Mustafa: [panicked] Someone has asked what is new!
Horst: New?
Mustafa: Yes! What do I tell them?
Horst: Well, what *did* you tell them?
Mustafa: I told them I would ask!
Skinner: What are you blathering about?
Horst: Customers are asking what is new!
Mustafa: What should I tell them?
Skinner: What *did* you tell them?
Mustafa: [exasperated] I TOLD THEM I WOULD ASK!
Skinner: This is simple. Just pull out an old Gusteau recipe, something we haven't made in a while...
Mustafa: They know about the old stuff. They like Linguini's soup.
Skinner: They are asking for food from LINGUINI?
Skinner: [on Linguini] Look at him out there, pretending to be an idiot! He's toying with my mind like a cat with a ball... of something!
Lawyer: String?
Skinner: Yes! Playing dumb, taunting me with that RAT!
Lawyer: [confused] Rat?
Skinner: Yes! He's consorting with it, deliberately trying to make me think it's important!
Lawyer: The... rat?
Skinner: EXACTLY!
Lawyer: Is the rat important?
Skinner: [pause] Of course not! He just wants me to THINK that it is! O-ho, I see the theatricality of it! A rat appears on the boy's first night, I order him to kill it, and now he wants me to see it everywhere!
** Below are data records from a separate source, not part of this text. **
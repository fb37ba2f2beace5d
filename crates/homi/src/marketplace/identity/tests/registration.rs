use super::common::*;
use std::sync::Arc;

use crate::marketplace::audit::AuditRecorder;
use crate::marketplace::identity::domain::{AccountRole, ClientDraft, RegistrationDraft};
use crate::marketplace::identity::password::PasswordWeakness;
use crate::marketplace::identity::repository::AccountRepository;
use crate::marketplace::identity::service::{IdentityError, IdentityService};

fn draft_with(mutate: impl FnOnce(&mut ClientDraft)) -> RegistrationDraft {
    let RegistrationDraft::Client(mut client) = client_draft("marta@example.com") else {
        unreachable!()
    };
    mutate(&mut client);
    RegistrationDraft::Client(client)
}

#[test]
fn client_registration_stores_normalized_email() {
    let (service, accounts, _) = build_service();

    let account = service
        .register(client_draft("  Marta@Example.COM "))
        .expect("registration succeeds");

    assert_eq!(account.email, "marta@example.com");
    assert_eq!(account.role, AccountRole::Client);
    assert!(account.provider.is_none());
    assert!(accounts
        .fetch_by_email("marta@example.com")
        .expect("lookup runs")
        .is_some());
}

#[test]
fn provider_registration_captures_agency_details() {
    let (service, _, _) = build_service();

    let account = service
        .register(provider_draft("jorge@example.com"))
        .expect("registration succeeds");

    assert_eq!(account.role, AccountRole::Provider);
    let details = account.provider.expect("provider details present");
    assert_eq!(details.agency_name.as_deref(), Some("Inmobiliaria Luna"));
    assert!(!details.verified);
}

#[test]
fn blank_mandatory_fields_are_collected_in_one_pass() {
    let (service, _, _) = build_service();

    let err = service
        .register(draft_with(|c| {
            c.name = "   ".to_string();
            c.first_surname = String::new();
            c.email = String::new();
        }))
        .expect_err("validation fails");

    let IdentityError::Validation(fields) = err else {
        panic!("expected validation error, got {err:?}");
    };
    let named: Vec<&str> = fields.iter().map(|f| f.field).collect();
    assert!(named.contains(&"name"));
    assert!(named.contains(&"first_surname"));
    assert!(named.contains(&"email"));
}

#[test]
fn malformed_email_is_rejected() {
    let (service, _, _) = build_service();

    let err = service
        .register(draft_with(|c| c.email = "not-an-address".to_string()))
        .expect_err("validation fails");

    let IdentityError::Validation(fields) = err else {
        panic!("expected validation error, got {err:?}");
    };
    assert!(fields.iter().any(|f| f.field == "email"));
}

#[test]
fn password_mismatch_flags_the_confirmation_field() {
    let (service, _, _) = build_service();

    let err = service
        .register(draft_with(|c| {
            c.password_confirmation = "Distinta#2024".to_string();
        }))
        .expect_err("validation fails");

    let IdentityError::Validation(fields) = err else {
        panic!("expected validation error, got {err:?}");
    };
    assert!(fields.iter().any(|f| f.field == "password_confirmation"));
}

#[test]
fn weak_password_reports_every_unmet_requirement() {
    let (service, _, _) = build_service();

    let err = service
        .register(draft_with(|c| {
            c.password = "corta".to_string();
            c.password_confirmation = "corta".to_string();
        }))
        .expect_err("strength policy fails");

    let IdentityError::WeakPassword(weaknesses) = err else {
        panic!("expected weak password error, got {err:?}");
    };
    assert!(weaknesses.contains(&PasswordWeakness::TooShort));
    assert!(weaknesses.contains(&PasswordWeakness::MissingUppercase));
    assert!(weaknesses.contains(&PasswordWeakness::MissingDigit));
    assert!(weaknesses.contains(&PasswordWeakness::MissingSymbol));
}

#[test]
fn duplicate_email_is_rejected_case_insensitively() {
    let (service, _, _) = build_service();

    service
        .register(client_draft("marta@example.com"))
        .expect("first registration succeeds");
    let err = service
        .register(client_draft("MARTA@example.com"))
        .expect_err("second registration fails");

    assert!(matches!(err, IdentityError::DuplicateEmail));
}

#[test]
fn racing_insert_still_surfaces_duplicate_email() {
    let audit = Arc::new(MemoryAudit::default());
    let service = IdentityService::new(
        Arc::new(RacyAccounts),
        Arc::new(PlainTextHasher),
        AuditRecorder::new(audit.clone()),
    );

    let err = service
        .register(client_draft("marta@example.com"))
        .expect_err("store conflict fires");

    assert!(matches!(err, IdentityError::DuplicateEmail));
    assert!(audit.actions().is_empty(), "failed registration never audits");
}

#[test]
fn successful_registration_is_audited_without_credentials() {
    let (service, _, audit) = build_service();

    service
        .register(client_draft("marta@example.com"))
        .expect("registration succeeds");

    assert_eq!(audit.actions(), vec!["account.registered".to_string()]);
    for detail in audit.details() {
        assert!(!detail.contains(GOOD_PASSWORD));
    }
}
Skinner: [high voice] Ooooh! It's here! No it isn't it's here! Am I seeing things, am I crazy, is there a phantom rat or is there not, but oh, no! I refuse to be sucked into his little game... of...
Lawyer: Should I be concerned about this? About you?
Emile: [notices Remy walking on his hind legs] Why are you walking like that?
Remy: I don't want to constantly have to wash my paws. Did you ever think about how we walk on the same paws that we handle food with? You ever think about what we put into our mouths?
Emile: All the time.
Remy: Ugh, when I eat, I don't want to taste everywhere my paws have been.
Emile: Well, go ahead. But if dad sees you walking like that, he's not gonna like it.
Anton Ego: [running his finger through leftover sauce and licking it] I can't remember the last time I asked to give my compliments to the chef. And now I find myself in the extraordinary position of having my waiter *be* the chef!
Linguini: Thanks, but... I'm just your waiter tonight.
Anton Ego: Then who do I thank for the meal?
Linguini: Uh... excuse me a moment?
[he skates into the kitchen; he and Colette have a brief, muffled, heated argument; Colette and Linguini both come out]
Anton Ego: [to Colette] You must be the chef...
Colette: [cutting him off] If you wish to meet the chef, you will have to wait, until all the other customer have gone.
Anton Ego: [settling back to wait] So be it.
Linguini: Thank you, by the way, for all the advice about cooking.
Colette: Thank you, too.
Linguini: For - for what?
Colette: [grins] For taking it!
Colette: [to Linguini] How do you tell how good bread is without tasting it? Not the smell, not the look, but the *sound* of the crust. Listen.
[she presses the bread between her hands]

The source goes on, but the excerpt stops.